Hi all,
I'm trying to design a versioning system for spatial data
held in a database (if you're curious, see here:
http://docs.codehaus.org/display/GEOS/Versioning+WFS),
and I have a question after reading the design doc at:
http://subversion.tigris.org/design.html
One thing I'm sure I do not understand is the relation
between diffs and branches.
On the diff section you say that you store reverse
diffs and only the latest revision is a full copy.
Moreover, on the branch/tag sample the cheap copy
is defined as a simple pointer to the previous revision.
Let's say I do open a branch, and there's a file A.
Now I do modify it in the branch, going to revision N.

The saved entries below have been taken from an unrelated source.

use std::time::Duration;

use crate::schedule::{Scheduler, TimerId, TimerSink};
use crate::ui::mvi::{Listeners, Reducer, SubscriptionId};

use super::intent::RevealIntent;
use super::observer::{BlockId, ObserveError, VisibilityObserver};
use super::reducer::RevealReducer;
use super::state::RevealState;
use super::style::{RevealDirection, RevealMotion, RevealStyle};

/// Visible fraction that triggers a reveal unless configured otherwise.
pub const DEFAULT_THRESHOLD: f32 = 0.1;

/// One-shot reveal of a single block.
///
/// `observe` registers the block, the first intersecting event arms a
/// `delay` timer and unregisters the block, and the timer flips the block
/// to revealed. Revealed never reverts.
pub struct RevealController<S: Scheduler, O: VisibilityObserver> {
    block: BlockId,
    direction: RevealDirection,
    delay: Duration,
    state: RevealState,
    scheduler: S,
    observer: O,
    timer: Option<TimerId>,
    torn_down: bool,
    listeners: Listeners<RevealState>,
}

impl<S: Scheduler, O: VisibilityObserver> RevealController<S, O> {
    pub fn new(
        block: BlockId,
        direction: RevealDirection,
        delay: Duration,
        scheduler: S,
        observer: O,
    ) -> Self {
        Self {
            block,
            direction,
            delay,
            state: RevealState::Idle,
            scheduler,
            observer,
            timer: None,
            torn_down: false,
            listeners: Listeners::new(),
        }
    }

    pub fn block(&self) -> BlockId {
        self.block
    }

    pub fn direction(&self) -> RevealDirection {
        self.direction
    }

    pub fn delay(&self) -> Duration {
        self.delay
    }

    pub fn state(&self) -> RevealState {
        self.state
    }

    pub fn is_revealed(&self) -> bool {
        self.state.is_revealed()
    }

    pub fn is_torn_down(&self) -> bool {
        self.torn_down
    }

    pub fn pending_timer(&self) -> Option<TimerId> {
        self.timer
    }

    /// Style before the reveal, or `elapsed` into the transition after it.
    pub fn style(&self, motion: &RevealMotion, elapsed: Duration) -> RevealStyle {
        if self.is_revealed() {
            RevealStyle::transitioning(self.direction, motion, elapsed)
        } else {
            RevealStyle::hidden(self.direction, motion)
        }
    }

    pub fn subscribe<F>(&mut self, callback: F) -> SubscriptionId
    where
        F: FnMut(&RevealState) + Send + 'static,
    {
        self.listeners.subscribe(callback)
    }

    /// Register the block for visibility tracking.
    ///
    /// A host without an observer reveals the block immediately. An
    /// unmounted block is left alone.
    pub fn observe(&mut self, threshold: f32) {
        if self.torn_down || self.state != RevealState::Idle {
            return;
        }
        let threshold = if threshold.is_finite() {
            threshold.clamp(0.0, 1.0)
        } else {
            DEFAULT_THRESHOLD
        };
        match self.observer.observe(self.block, threshold) {
            Ok(()) => self.dispatch(RevealIntent::Observed),
            Err(ObserveError::Unavailable) => {
                tracing::warn!(
                    block = %self.block,
                    "no visibility observer, revealing immediately"
                );
                self.dispatch(RevealIntent::ObserverUnavailable);
            }
            Err(err @ ObserveError::UnknownBlock(_)) => {
                tracing::debug!(error = %err, "observe skipped");
            }
        }
    }

    /// Visibility callback from the host.
    pub fn on_intersect(&mut self, is_intersecting: bool) {
        if self.torn_down {
            return;
        }
        self.dispatch(RevealIntent::Intersection { is_intersecting });
        if self.state == RevealState::Triggered && self.timer.is_none() {
            self.observer.unobserve(self.block);
            self.timer = Some(self.scheduler.after(self.delay));
        }
    }

    /// Cancel the pending delay and stop observing. Later events are ignored.
    pub fn teardown(&mut self) {
        if self.torn_down {
            return;
        }
        if let Some(id) = self.timer.take() {
            self.scheduler.cancel(id);
        }
        if self.state.is_observing() {
            self.observer.unobserve(self.block);
        }
        self.listeners.clear();
        self.torn_down = true;
    }

    fn dispatch(&mut self, intent: RevealIntent) {
        let before = self.state;
        self.state = RevealReducer::reduce(before, intent);
        if self.state != before {
            self.listeners.notify(&self.state);
        }
    }
}

impl<S: Scheduler, O: VisibilityObserver> TimerSink for RevealController<S, O> {
    fn on_timer(&mut self, id: TimerId) {
        if self.torn_down || self.timer != Some(id) {
            return;
        }
        self.timer = None;
        self.dispatch(RevealIntent::DelayElapsed);
    }
}

impl<S: Scheduler, O: VisibilityObserver> Drop for RevealController<S, O> {
    fn drop(&mut self) {
        self.teardown();
    }
}

impl<S: Scheduler, O: VisibilityObserver> std::fmt::Debug for RevealController<S, O> {
    fn fmt(&self, f: &mut std::fmt::Formatter<'_>) -> std::fmt::Result {
        f.debug_struct("RevealController")
            .field("block", &self.block)
            .field("direction", &self.direction)
            .field("delay", &self.delay)
            .field("state", &self.state)
            .field("torn_down", &self.torn_down)
            .finish()
    }
}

Does this mean that the full text version of the file
is now attached to the branch only, and to get to the
trunk version I do have to perform a reverse diff?
And the same goes if the same file is afterwards modified
on trunk? The full version is now attached to trunk, and
a reverse diff has to be performed to get to the
branch, and so on?
This is really scary on a versioned database point of view,
because this means I would have to keep the list of all
revisions making a branch into a table, and perform a giant
select xxx from versioned_table where version_id in (select * from
version_id where branch = "mybranch")....
Any suggestions on how to handle this on a database with
millions of records (each of which must be thougth as a "file"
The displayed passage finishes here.